-- Task instructions --
Every line below that holds the string "Product" should be copied out.

(Saved entries)
....
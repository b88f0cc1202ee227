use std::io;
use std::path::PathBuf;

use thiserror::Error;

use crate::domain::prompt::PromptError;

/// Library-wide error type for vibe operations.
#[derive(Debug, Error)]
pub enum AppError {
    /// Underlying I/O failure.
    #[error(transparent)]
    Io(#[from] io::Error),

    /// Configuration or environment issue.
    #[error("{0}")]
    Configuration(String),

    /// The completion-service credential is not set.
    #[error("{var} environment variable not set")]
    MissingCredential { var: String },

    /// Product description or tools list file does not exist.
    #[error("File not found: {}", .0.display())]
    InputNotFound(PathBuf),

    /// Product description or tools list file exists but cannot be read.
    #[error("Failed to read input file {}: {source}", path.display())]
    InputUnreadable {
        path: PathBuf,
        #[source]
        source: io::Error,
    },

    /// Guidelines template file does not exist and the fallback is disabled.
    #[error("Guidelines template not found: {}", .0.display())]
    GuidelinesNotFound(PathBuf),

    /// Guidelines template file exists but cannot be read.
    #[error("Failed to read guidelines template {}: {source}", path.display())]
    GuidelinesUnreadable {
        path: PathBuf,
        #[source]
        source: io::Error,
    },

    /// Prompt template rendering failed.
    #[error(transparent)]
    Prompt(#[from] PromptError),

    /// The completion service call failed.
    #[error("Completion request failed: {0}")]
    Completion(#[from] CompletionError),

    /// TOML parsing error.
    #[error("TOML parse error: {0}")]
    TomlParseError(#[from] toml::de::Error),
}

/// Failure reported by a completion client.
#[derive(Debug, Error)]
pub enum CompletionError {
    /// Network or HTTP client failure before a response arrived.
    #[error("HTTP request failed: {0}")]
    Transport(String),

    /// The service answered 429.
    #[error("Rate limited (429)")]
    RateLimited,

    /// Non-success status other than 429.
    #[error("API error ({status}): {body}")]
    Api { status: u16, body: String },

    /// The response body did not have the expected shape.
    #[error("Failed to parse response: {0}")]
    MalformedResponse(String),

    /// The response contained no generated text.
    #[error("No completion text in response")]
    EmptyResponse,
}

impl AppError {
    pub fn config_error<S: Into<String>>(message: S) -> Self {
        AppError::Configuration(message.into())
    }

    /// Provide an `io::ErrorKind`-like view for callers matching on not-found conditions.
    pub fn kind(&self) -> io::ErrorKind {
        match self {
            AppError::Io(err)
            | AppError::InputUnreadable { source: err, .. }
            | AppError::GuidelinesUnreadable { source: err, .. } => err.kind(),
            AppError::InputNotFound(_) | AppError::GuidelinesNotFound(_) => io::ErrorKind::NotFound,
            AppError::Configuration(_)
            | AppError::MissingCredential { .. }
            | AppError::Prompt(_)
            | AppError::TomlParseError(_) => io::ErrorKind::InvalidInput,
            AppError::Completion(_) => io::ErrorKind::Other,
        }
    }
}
....
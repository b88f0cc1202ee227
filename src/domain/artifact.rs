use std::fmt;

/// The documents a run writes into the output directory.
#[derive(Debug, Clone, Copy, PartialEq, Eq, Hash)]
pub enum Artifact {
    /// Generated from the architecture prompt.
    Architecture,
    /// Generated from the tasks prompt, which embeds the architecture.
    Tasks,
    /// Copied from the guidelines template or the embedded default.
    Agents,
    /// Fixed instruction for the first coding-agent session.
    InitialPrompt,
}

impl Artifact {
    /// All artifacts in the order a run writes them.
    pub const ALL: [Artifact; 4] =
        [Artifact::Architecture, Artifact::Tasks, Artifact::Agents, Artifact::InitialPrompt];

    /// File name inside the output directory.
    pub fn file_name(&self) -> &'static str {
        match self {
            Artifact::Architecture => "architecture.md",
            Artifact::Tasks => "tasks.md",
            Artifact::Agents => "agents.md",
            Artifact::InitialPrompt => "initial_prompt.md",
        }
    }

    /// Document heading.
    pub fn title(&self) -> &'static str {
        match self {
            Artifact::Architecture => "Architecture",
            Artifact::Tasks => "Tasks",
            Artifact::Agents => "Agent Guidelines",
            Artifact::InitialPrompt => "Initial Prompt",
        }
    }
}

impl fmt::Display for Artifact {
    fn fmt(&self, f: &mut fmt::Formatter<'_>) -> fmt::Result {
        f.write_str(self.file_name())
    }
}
....
-- Task answer --
    /// Product description or tools list file does not exist.
    /// Product description or tools list file exists but cannot be read.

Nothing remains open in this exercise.